Duteil played the rest of the program by himself. Again, he paced sections of the Bach transcription of Vivaldi’s Concerto in D Minor (from L’Estro Armonico) to match the echo in the space, notably the fugue and then the Largo e Spiccato movement, which became more of a matter-of-fact, guardedly optimistic march. He followed with the rapidfire echoes of the Joseph Jongen Toccata, whose barrage of tradeoffs between hands Duteil said in the program notes would acoustically generate a “pat on the back.” This was an understatement: it’s not every day when a rousing, cascading finale like this one can be so reassuring at the same time. Before its concluding chord had echoed into silence, the large crowd – Duteil’s passionate wizardry has earned him a considerable Manhattan following – exploded in applause and wanted more, but it was time for the church to revert to being a house of worship once again. By the way, fans of organ music should know that Tritle himself will be playing one of these Sunday evening recitals on March 18 at 5:15 PM.

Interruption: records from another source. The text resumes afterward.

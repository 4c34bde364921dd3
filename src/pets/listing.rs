//! Cache-aside layer for the pet list
//!
//! Reads derive a key from the filter shape and consult the cache before
//! persistence. Every mutation drops the whole `pets` namespace.
//!
//! Known staleness window: nothing orders a read's miss-then-populate against
//! a concurrent mutation's write-then-invalidate. A read that missed before
//! the invalidation can populate the cache with pre-mutation rows after it,
//! and that entry is served until the next mutation or TTL expiry. Concurrent
//! misses on one key each query persistence and the last write wins.

use std::sync::Arc;

use tracing::debug;

use super::stats::{ListingStats, StatsSnapshot};
use super::PETS_NAMESPACE;
use crate::cache::{query_key, CacheBackend};
use crate::error::Result;
use crate::models::{Pet, PetFilters};

/// Result of a cache lookup.
#[derive(Debug)]
pub enum Lookup {
    /// Cached rows, returned without touching persistence
    Hit(Vec<Pet>),
    /// Nothing cached; populate `key` after loading
    Miss { key: String },
}

/// Cache-aside policy over a [`CacheBackend`].
pub struct PetListCache {
    backend: Arc<dyn CacheBackend>,
    ttl_seconds: u64,
    stats: ListingStats,
}

impl PetListCache {
    pub fn new(backend: Arc<dyn CacheBackend>, ttl_seconds: u64) -> Self {
        Self {
            backend,
            ttl_seconds,
            stats: ListingStats::new(),
        }
    }

    /// Looks up the cache entry for `filters`.
    ///
    /// Backend errors propagate; they are never downgraded to a miss.
    pub async fn lookup(&self, filters: &PetFilters) -> Result<Lookup> {
        let key = query_key(PETS_NAMESPACE, filters)?;

        match self.backend.get(&key).await? {
            Some(raw) => {
                let pets: Vec<Pet> = serde_json::from_str(&raw)?;
                self.stats.record_hit();
                debug!(key = %key, count = pets.len(), "pet list cache hit");
                Ok(Lookup::Hit(pets))
            }
            None => {
                self.stats.record_miss();
                debug!(key = %key, "pet list cache miss");
                Ok(Lookup::Miss { key })
            }
        }
    }

    /// Stores freshly loaded rows under `key` with the configured TTL.
    pub async fn populate(&self, key: &str, pets: &[Pet]) -> Result<()> {
        let raw = serde_json::to_string(pets)?;
        self.backend.set(key, raw, self.ttl_seconds).await
    }

    /// Drops every cached list variant.
    ///
    /// Returns how many entries were removed; zero on an empty namespace.
    pub async fn invalidate(&self) -> Result<usize> {
        let removed = self.backend.delete_by_prefix(PETS_NAMESPACE).await?;
        self.stats.record_invalidation();
        debug!(removed, "pet list cache invalidated");
        Ok(removed)
    }

    pub fn stats(&self) -> StatsSnapshot {
        self.stats.snapshot()
    }
}

#[cfg(test)]
mod tests {
    use super::*;
    use crate::cache::MemoryCache;

    fn pet(id: i64, kind: &str) -> Pet {
        Pet {
            id,
            name: format!("pet-{}", id),
            kind: kind.to_string(),
            age: 3,
            breed: "Mixed".to_string(),
            images: Vec::new(),
        }
    }

    fn cats() -> PetFilters {
        PetFilters {
            kind: Some("Cat".to_string()),
            ..Default::default()
        }
    }

    #[tokio::test]
    async fn test_miss_then_hit() {
        let cache = PetListCache::new(Arc::new(MemoryCache::new()), 60);

        let key = match cache.lookup(&cats()).await.unwrap() {
            Lookup::Miss { key } => key,
            Lookup::Hit(_) => panic!("empty cache must miss"),
        };
        cache.populate(&key, &[pet(1, "Cat")]).await.unwrap();

        match cache.lookup(&cats()).await.unwrap() {
            Lookup::Hit(pets) => assert_eq!(pets, vec![pet(1, "Cat")]),
            Lookup::Miss { .. } => panic!("populated key must hit"),
        }

        let stats = cache.stats();
        assert_eq!(stats.hits, 1);
        assert_eq!(stats.misses, 1);
    }

    #[tokio::test]
    async fn test_invalidate_drops_every_variant() {
        let backend = Arc::new(MemoryCache::new());
        let cache = PetListCache::new(backend.clone(), 60);

        for filters in [PetFilters::default(), cats()] {
            if let Lookup::Miss { key } = cache.lookup(&filters).await.unwrap() {
                cache.populate(&key, &[]).await.unwrap();
            }
        }
        assert_eq!(backend.len().await, 2);

        assert_eq!(cache.invalidate().await.unwrap(), 2);
        assert!(matches!(
            cache.lookup(&cats()).await.unwrap(),
            Lookup::Miss { .. }
        ));
    }

    #[tokio::test]
    async fn test_invalidate_twice_is_noop() {
        let cache = PetListCache::new(Arc::new(MemoryCache::new()), 60);

        assert_eq!(cache.invalidate().await.unwrap(), 0);
        assert_eq!(cache.invalidate().await.unwrap(), 0);
        assert_eq!(cache.stats().invalidations, 2);
    }

    #[tokio::test]
    async fn test_invalidate_leaves_other_namespaces() {
        let backend = Arc::new(MemoryCache::new());
        backend.set("users:1", "{}".to_string(), 60).await.unwrap();
        let cache = PetListCache::new(backend.clone(), 60);

        cache.invalidate().await.unwrap();

        assert!(backend.get("users:1").await.unwrap().is_some());
    }
}
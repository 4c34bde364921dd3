//! Password hashing using Argon2

use argon2::{
    password_hash::{
        rand_core::OsRng, PasswordHash, PasswordHasher as _, PasswordVerifier, SaltString,
    },
    Argon2,
};

use crate::error::{AppError, Result};

/// Hashes and verifies account passwords.
pub trait PasswordHasher: Send + Sync {
    fn hash(&self, password: &str) -> Result<String>;

    /// False for a wrong password and for an unparseable hash alike.
    fn verify(&self, password: &str, hash: &str) -> bool;
}

/// Argon2id with a random salt per hash, PHC string output.
#[derive(Debug, Clone, Copy, Default)]
pub struct Argon2Hasher;

impl PasswordHasher for Argon2Hasher {
    fn hash(&self, password: &str) -> Result<String> {
        let salt = SaltString::generate(&mut OsRng);

        Argon2::default()
            .hash_password(password.as_bytes(), &salt)
            .map(|hash| hash.to_string())
            .map_err(|e| AppError::Internal(format!("Failed to hash password: {}", e)))
    }

    fn verify(&self, password: &str, hash: &str) -> bool {
        let Ok(parsed) = PasswordHash::new(hash) else {
            return false;
        };

        Argon2::default()
            .verify_password(password.as_bytes(), &parsed)
            .is_ok()
    }
}
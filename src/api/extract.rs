//! Request Extractors
//!
//! Bearer-token authentication and validated JSON bodies.

use axum::{
    async_trait,
    extract::{FromRequest, FromRequestParts, Request},
    http::{header, request::Parts, HeaderMap},
    Json,
};
use serde::de::DeserializeOwned;
use tracing::debug;
use validator::Validate;

use super::handlers::AppState;
use crate::error::AppError;
use crate::models::AuthUser;
use crate::validation::validate;

/// Pulls the token out of `Authorization: Bearer <token>`.
pub fn bearer_token(headers: &HeaderMap) -> Option<&str> {
    headers
        .get(header::AUTHORIZATION)?
        .to_str()
        .ok()?
        .strip_prefix("Bearer ")
        .map(str::trim)
        .filter(|token| !token.is_empty())
}

// == Authenticated ==
/// Any caller holding a valid token.
///
/// Missing token is 401, a bad or expired token is 403.
#[derive(Debug, Clone, Copy)]
pub struct Authenticated(pub AuthUser);

#[async_trait]
impl FromRequestParts<AppState> for Authenticated {
    type Rejection = AppError;

    async fn from_request_parts(
        parts: &mut Parts,
        state: &AppState,
    ) -> Result<Self, Self::Rejection> {
        let token = bearer_token(&parts.headers)
            .ok_or_else(|| AppError::Unauthorized("Token missing".to_string()))?;

        let claims = state.auth.tokens().verify(token)?;
        debug!(user_id = claims.user_id, "request authenticated");

        Ok(Authenticated(AuthUser::from(&claims)))
    }
}

// == Admin Only ==
/// A caller whose token carries the ADMIN role.
#[derive(Debug, Clone, Copy)]
pub struct AdminOnly(pub AuthUser);

#[async_trait]
impl FromRequestParts<AppState> for AdminOnly {
    type Rejection = AppError;

    async fn from_request_parts(
        parts: &mut Parts,
        state: &AppState,
    ) -> Result<Self, Self::Rejection> {
        let Authenticated(user) = Authenticated::from_request_parts(parts, state).await?;

        if !user.is_admin() {
            return Err(AppError::Forbidden("Access denied".to_string()));
        }
        Ok(AdminOnly(user))
    }
}

// == Validated Json ==
/// JSON body that has passed its `validator` rules.
///
/// Malformed bodies and rule violations both reject with 400 and a list of
/// field errors.
#[derive(Debug, Clone)]
pub struct ValidatedJson<T>(pub T);

#[async_trait]
impl<T, S> FromRequest<S> for ValidatedJson<T>
where
    T: DeserializeOwned + Validate + Send,
    S: Send + Sync,
{
    type Rejection = AppError;

    async fn from_request(req: Request, state: &S) -> Result<Self, Self::Rejection> {
        let Json(payload) = Json::<T>::from_request(req, state).await?;

        let errors = validate(&payload);
        if !errors.is_empty() {
            return Err(AppError::Validation(errors));
        }
        Ok(ValidatedJson(payload))
    }
}
//! Payload Validation
//!
//! Flattens `validator` derive output into a flat list of field errors.

use serde::Serialize;
use validator::{Validate, ValidationErrors, ValidationErrorsKind};

/// A single field-level validation failure.
#[derive(Debug, Clone, PartialEq, Eq, Serialize)]
pub struct FieldError {
    /// Dotted path of the offending field (`images.0.url`)
    pub field: String,
    /// Human-readable message
    pub message: String,
}

impl FieldError {
    pub fn new(field: impl Into<String>, message: impl Into<String>) -> Self {
        Self {
            field: field.into(),
            message: message.into(),
        }
    }
}

/// Validates a payload against its declared rules.
///
/// Returns an empty list when the payload is valid. Errors are sorted by
/// field path so output is stable across runs.
pub fn validate<T: Validate>(payload: &T) -> Vec<FieldError> {
    let mut out = Vec::new();
    if let Err(errors) = payload.validate() {
        flatten("", &errors, &mut out);
    }
    out.sort_by(|a, b| a.field.cmp(&b.field).then_with(|| a.message.cmp(&b.message)));
    out
}

fn flatten(prefix: &str, errors: &ValidationErrors, out: &mut Vec<FieldError>) {
    for (field, kind) in errors.errors() {
        let path = if prefix.is_empty() {
            field.to_string()
        } else {
            format!("{}.{}", prefix, field)
        };

        match kind {
            ValidationErrorsKind::Field(list) => {
                for err in list {
                    let message = match &err.message {
                        Some(msg) => msg.to_string(),
                        None => format!("{} is invalid ({})", path, err.code),
                    };
                    out.push(FieldError::new(path.clone(), message));
                }
            }
            ValidationErrorsKind::Struct(nested) => flatten(&path, nested, out),
            ValidationErrorsKind::List(items) => {
                for (index, nested) in items {
                    flatten(&format!("{}.{}", path, index), nested, out);
                }
            }
        }
    }
}
//! API Handlers
//!
//! HTTP request handlers for the pet endpoints, cache stats and health.

use std::sync::Arc;

use axum::{
    body::Bytes,
    extract::{rejection::PathRejection, rejection::QueryRejection, Multipart, Path, Query, State},
    http::StatusCode,
    response::{IntoResponse, Response},
    Json,
};
use tracing::debug;

use super::extract::{AdminOnly, Authenticated, ValidatedJson};
use super::rate_limit::RateLimiter;
use crate::auth::{Argon2Hasher, AuthService, TokenService};
use crate::cache::CacheBackend;
use crate::config::Config;
use crate::db::{InMemoryPetRepository, InMemoryUserRepository, PetRepository, UserRepository};
use crate::error::{AppError, Result};
use crate::models::{
    HealthResponse, MessageResponse, Pet, PetFilters, PetRequest, StatsResponse, UploadResponse,
};
use crate::pets::PetService;
use crate::uploads::{UploadStore, MAX_FILES_PER_UPLOAD};

/// Response header reporting whether a list came from cache
pub const CACHE_STATUS_HEADER: &str = "x-cache";

/// Multipart field carrying pet images
const IMAGES_FIELD: &str = "images";

/// Application state shared across all handlers.
///
/// Every collaborator is built once at start-up and injected here.
#[derive(Clone)]
pub struct AppState {
    pub pets: Arc<PetService>,
    pub auth: Arc<AuthService>,
    pub uploads: UploadStore,
    pub rate_limiter: Arc<RateLimiter>,
}

impl AppState {
    /// Creates a new AppState over the given collaborators.
    pub fn new(
        pets: Arc<dyn PetRepository>,
        users: Arc<dyn UserRepository>,
        cache: Arc<dyn CacheBackend>,
        config: &Config,
    ) -> Self {
        let tokens = TokenService::new(&config.jwt_secret, config.token_ttl_hours);

        Self {
            pets: Arc::new(PetService::new(pets, cache, config.cache_ttl)),
            auth: Arc::new(AuthService::new(users, Arc::new(Argon2Hasher), tokens)),
            uploads: UploadStore::new(config.upload_dir.clone()),
            rate_limiter: Arc::new(RateLimiter::from_config(config)),
        }
    }

    /// Creates an AppState with in-memory persistence over `cache`.
    pub fn in_memory(cache: Arc<dyn CacheBackend>, config: &Config) -> Self {
        Self::new(
            Arc::new(InMemoryPetRepository::new()),
            Arc::new(InMemoryUserRepository::new()),
            cache,
            config,
        )
    }
}

fn pet_id(path: std::result::Result<Path<i64>, PathRejection>) -> Result<i64> {
    path.map(|Path(id)| id)
        .map_err(|_| AppError::BadRequest("Invalid pet id".to_string()))
}

/// Handler for GET /api/pets
///
/// Cache-aside list read. The `x-cache` header says whether persistence
/// was consulted.
pub async fn list_pets(
    State(state): State<AppState>,
    query: std::result::Result<Query<PetFilters>, QueryRejection>,
) -> Result<Response> {
    let Query(filters) = query?;
    let listing = state.pets.list(&filters).await?;

    Ok((
        [(CACHE_STATUS_HEADER, listing.outcome.as_str())],
        Json(listing.pets),
    )
        .into_response())
}

/// Handler for GET /api/pets/:id
///
/// Always read from persistence.
pub async fn get_pet(
    State(state): State<AppState>,
    path: std::result::Result<Path<i64>, PathRejection>,
) -> Result<Json<Pet>> {
    let id = pet_id(path)?;
    Ok(Json(state.pets.get(id).await?))
}

/// Handler for POST /api/pets
pub async fn create_pet(
    State(state): State<AppState>,
    Authenticated(user): Authenticated,
    ValidatedJson(request): ValidatedJson<PetRequest>,
) -> Result<(StatusCode, Json<Pet>)> {
    debug!(user_id = user.user_id, "creating pet");
    let pet = state.pets.create(request).await?;

    Ok((StatusCode::CREATED, Json(pet)))
}

/// Handler for PUT and PATCH /api/pets/:id
///
/// Both verbs take the full pet body.
pub async fn update_pet(
    State(state): State<AppState>,
    Authenticated(_user): Authenticated,
    path: std::result::Result<Path<i64>, PathRejection>,
    ValidatedJson(request): ValidatedJson<PetRequest>,
) -> Result<Json<Pet>> {
    let id = pet_id(path)?;
    Ok(Json(state.pets.update(id, request).await?))
}

/// Handler for DELETE /api/pets/:id (admin only)
pub async fn delete_pet(
    State(state): State<AppState>,
    AdminOnly(_admin): AdminOnly,
    path: std::result::Result<Path<i64>, PathRejection>,
) -> Result<Json<MessageResponse>> {
    let id = pet_id(path)?;
    state.pets.delete(id).await?;

    Ok(Json(MessageResponse::new("Pet deleted successfully")))
}

/// Handler for POST /api/pets/:id/upload (admin only)
///
/// Accepts up to five files in the `images` field. Files without a png,
/// jpg or jpeg extension are skipped. Nothing is written to disk until the
/// whole request has been read and accepted.
pub async fn upload_images(
    State(state): State<AppState>,
    AdminOnly(_admin): AdminOnly,
    path: std::result::Result<Path<i64>, PathRejection>,
    mut multipart: Multipart,
) -> Result<(StatusCode, Json<UploadResponse>)> {
    let id = pet_id(path)?;
    if !state.pets.exists(id).await? {
        return Err(AppError::NotFound("Pet not found".to_string()));
    }

    let mut received = 0usize;
    let mut files: Vec<(String, Bytes)> = Vec::new();

    while let Some(field) = multipart
        .next_field()
        .await
        .map_err(|e| AppError::BadRequest(format!("Failed to read multipart field: {}", e)))?
    {
        if field.name() != Some(IMAGES_FIELD) {
            continue;
        }
        let Some(file_name) = field.file_name().map(str::to_owned) else {
            continue;
        };

        received += 1;
        if received > MAX_FILES_PER_UPLOAD {
            return Err(AppError::BadRequest(format!(
                "At most {} files per upload",
                MAX_FILES_PER_UPLOAD
            )));
        }

        if !UploadStore::accepts(&file_name) {
            debug!(file = %file_name, "skipping upload with disallowed extension");
            continue;
        }

        let bytes = field
            .bytes()
            .await
            .map_err(|e| AppError::BadRequest(format!("Failed to read file '{}': {}", file_name, e)))?;
        files.push((file_name, bytes));
    }

    if files.is_empty() {
        return Err(AppError::BadRequest("No files uploaded".to_string()));
    }

    let stored = state.uploads.save_all(&files).await?;

    match state.pets.attach_images(id, stored.clone()).await {
        Ok(uploaded) => Ok((StatusCode::CREATED, Json(UploadResponse::new(uploaded)))),
        Err(err) => {
            // pet deleted mid-request: nothing references the files
            if matches!(err, AppError::NotFound(_)) {
                state.uploads.remove(&stored).await;
            }
            Err(err)
        }
    }
}

/// Handler for GET /api/cache/stats
pub async fn stats_handler(State(state): State<AppState>) -> Json<StatsResponse> {
    let stats = state.pets.cache_stats();

    Json(StatsResponse {
        hits: stats.hits,
        misses: stats.misses,
        invalidations: stats.invalidations,
        hit_rate: stats.hit_rate(),
    })
}

/// Handler for GET /health
pub async fn health_handler() -> Json<HealthResponse> {
    Json(HealthResponse::healthy())
}
//! Redis cache backend

use std::fmt;

use async_trait::async_trait;
use redis::aio::ConnectionManager;
use redis::{AsyncCommands, Client};

use crate::cache::CacheBackend;
use crate::error::{AppError, Result};

/// Keys examined per SCAN round trip during prefix deletion
const SCAN_BATCH: usize = 100;

/// [`CacheBackend`] over a shared Redis connection.
///
/// Per-key atomicity comes from Redis itself; SET and DEL are single
/// commands. Errors are returned as [`AppError::Cache`] and never masked.
#[derive(Clone)]
pub struct RedisCache {
    connection: ConnectionManager,
}

impl fmt::Debug for RedisCache {
    fn fmt(&self, f: &mut fmt::Formatter<'_>) -> fmt::Result {
        f.debug_struct("RedisCache")
            .field("connection", &"<ConnectionManager>")
            .finish()
    }
}

impl RedisCache {
    /// Connects to the Redis server at `url`.
    pub async fn connect(url: &str) -> Result<Self> {
        let client = Client::open(url)
            .map_err(|e| AppError::Cache(format!("Failed to create Redis client: {}", e)))?;

        let connection = ConnectionManager::new(client)
            .await
            .map_err(|e| AppError::Cache(format!("Failed to connect to Redis: {}", e)))?;

        Ok(Self { connection })
    }
}

#[async_trait]
impl CacheBackend for RedisCache {
    async fn get(&self, key: &str) -> Result<Option<String>> {
        let mut conn = self.connection.clone();

        conn.get(key)
            .await
            .map_err(|e| AppError::Cache(format!("Failed to get key '{}': {}", key, e)))
    }

    async fn set(&self, key: &str, value: String, ttl_seconds: u64) -> Result<()> {
        let mut conn = self.connection.clone();

        // EX 0 is rejected by Redis
        let ttl = ttl_seconds.max(1);

        let _: () = conn
            .set_ex(key, value, ttl)
            .await
            .map_err(|e| AppError::Cache(format!("Failed to set key '{}': {}", key, e)))?;

        Ok(())
    }

    async fn delete_by_prefix(&self, prefix: &str) -> Result<usize> {
        let mut conn = self.connection.clone();
        let pattern = format!("{}*", escape_glob(prefix));

        let mut cursor = 0u64;
        let mut total_deleted = 0usize;

        loop {
            let (next, keys): (u64, Vec<String>) = redis::cmd("SCAN")
                .arg(cursor)
                .arg("MATCH")
                .arg(&pattern)
                .arg("COUNT")
                .arg(SCAN_BATCH)
                .query_async(&mut conn)
                .await
                .map_err(|e| {
                    AppError::Cache(format!("Failed to scan prefix '{}': {}", prefix, e))
                })?;

            if !keys.is_empty() {
                let deleted: usize = conn
                    .del(&keys)
                    .await
                    .map_err(|e| AppError::Cache(format!("Failed to delete keys: {}", e)))?;
                total_deleted += deleted;
            }

            cursor = next;
            if cursor == 0 {
                break;
            }
        }

        Ok(total_deleted)
    }
}

/// Escapes Redis glob metacharacters so the prefix matches literally.
fn escape_glob(prefix: &str) -> String {
    let mut out = String::with_capacity(prefix.len());
    for c in prefix.chars() {
        if matches!(c, '*' | '?' | '[' | ']' | '\\') {
            out.push('\\');
        }
        out.push(c);
    }
    out
}
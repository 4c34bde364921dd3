//! Bearer token issuance and verification (HS256 JWT)

use std::fmt;

use chrono::{Duration, Utc};
use jsonwebtoken::{decode, encode, DecodingKey, EncodingKey, Header, Validation};
use serde::{Deserialize, Serialize};

use crate::error::{AppError, Result};
use crate::models::{AuthUser, Role};

/// Token payload.
#[derive(Debug, Clone, PartialEq, Eq, Serialize, Deserialize)]
#[serde(rename_all = "camelCase")]
pub struct Claims {
    pub user_id: i64,
    pub role: Role,
    /// Issued at (Unix seconds)
    pub iat: i64,
    /// Expiry (Unix seconds)
    pub exp: i64,
}

impl From<&Claims> for AuthUser {
    fn from(claims: &Claims) -> Self {
        AuthUser {
            user_id: claims.user_id,
            role: claims.role,
        }
    }
}

/// Longest accepted token lifetime (ten years)
pub const MAX_TTL_HOURS: u64 = 24 * 365 * 10;

/// Signs and verifies tokens with a shared secret.
#[derive(Clone)]
pub struct TokenService {
    encoding_key: EncodingKey,
    decoding_key: DecodingKey,
    ttl_hours: i64,
}

impl fmt::Debug for TokenService {
    fn fmt(&self, f: &mut fmt::Formatter<'_>) -> fmt::Result {
        f.debug_struct("TokenService")
            .field("keys", &"[hidden]")
            .field("ttl_hours", &self.ttl_hours)
            .finish()
    }
}

impl TokenService {
    /// Lifetimes above [`MAX_TTL_HOURS`] are clamped to it.
    pub fn new(secret: &str, ttl_hours: u64) -> Self {
        let ttl_hours = ttl_hours.min(MAX_TTL_HOURS) as i64;

        Self {
            encoding_key: EncodingKey::from_secret(secret.as_bytes()),
            decoding_key: DecodingKey::from_secret(secret.as_bytes()),
            ttl_hours,
        }
    }

    /// Issues a token for `user_id` with `role`.
    pub fn issue(&self, user_id: i64, role: Role) -> Result<String> {
        let now = Utc::now();
        let claims = Claims {
            user_id,
            role,
            iat: now.timestamp(),
            exp: (now + Duration::hours(self.ttl_hours)).timestamp(),
        };

        encode(&Header::default(), &claims, &self.encoding_key)
            .map_err(|e| AppError::Internal(format!("Failed to sign token: {}", e)))
    }

    /// Verifies signature and expiry.
    pub fn verify(&self, token: &str) -> Result<Claims> {
        decode::<Claims>(token, &self.decoding_key, &Validation::default())
            .map(|data| data.claims)
            .map_err(|_| AppError::Forbidden("Invalid token".to_string()))
    }
}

Stephen Price Rattles the Walls in Midtown
He may be only a couple years out of college, but Stephen Price proved Sunday night at St. Thomas Church that he’s a rising star of the organ circuit. He did it with a diverse and difficult program which, even if was pieces fairly well known to devotees of the classical organ repertoire, gave him the opportunity to showcase his grasp of pretty much everything that’s possible with a big pipe organ. He started on the rear gallery organ with Sweelinck’s Echo Fantasia No. 1. Rather than employing actual echo effects, it’s a fugue whose call-and-response eventually shifts from the stately to the comic; with a deft precision, Price let it speak for itself. Bach’s arrangement of three segments from Vivaldi’s L’Estro Armonico were next, played on the somewhat quieter gallery organ as well; though designed specifically with the Northern European repertoire in mind, the pieces would have been better suited to the louder and more Romantically-hued front Skinner organ. In the Vivaldi oeuvre, L’Estro Armonico ranks second only to the Four Seasons; perhaps predictably, Bach’s arrangement added Teutonic gravitas to the uneasy Mediterranean shades of the original. Price agilely navigated the dynamic shifts of the opening Allegro/Grave/Fugue section, the more ominous Largo e Spiccato and the brief, apprehensive Allegro.
Switching to the Skinner, he brought out every cubic foot of airy, atmospheric suspense in Dupre’s Prelude and Fugue in F Minor, Op. 7, tackling its breathily bustling, captivatingly melodic pedal passages with a virtual effortlessness. He then closed with the showstopper, Marcel Durufle’s arrangement of Charles Tournemire’s famous Improvisation on Victimae Paschali. Ablaze with massive, full organ chords, abrupt little digressions and the long, final swirling crescendo to its blazing coda, he made it sing, more like a choir of devils than angels. That, and everything he’d done before, earned him a standing ovation.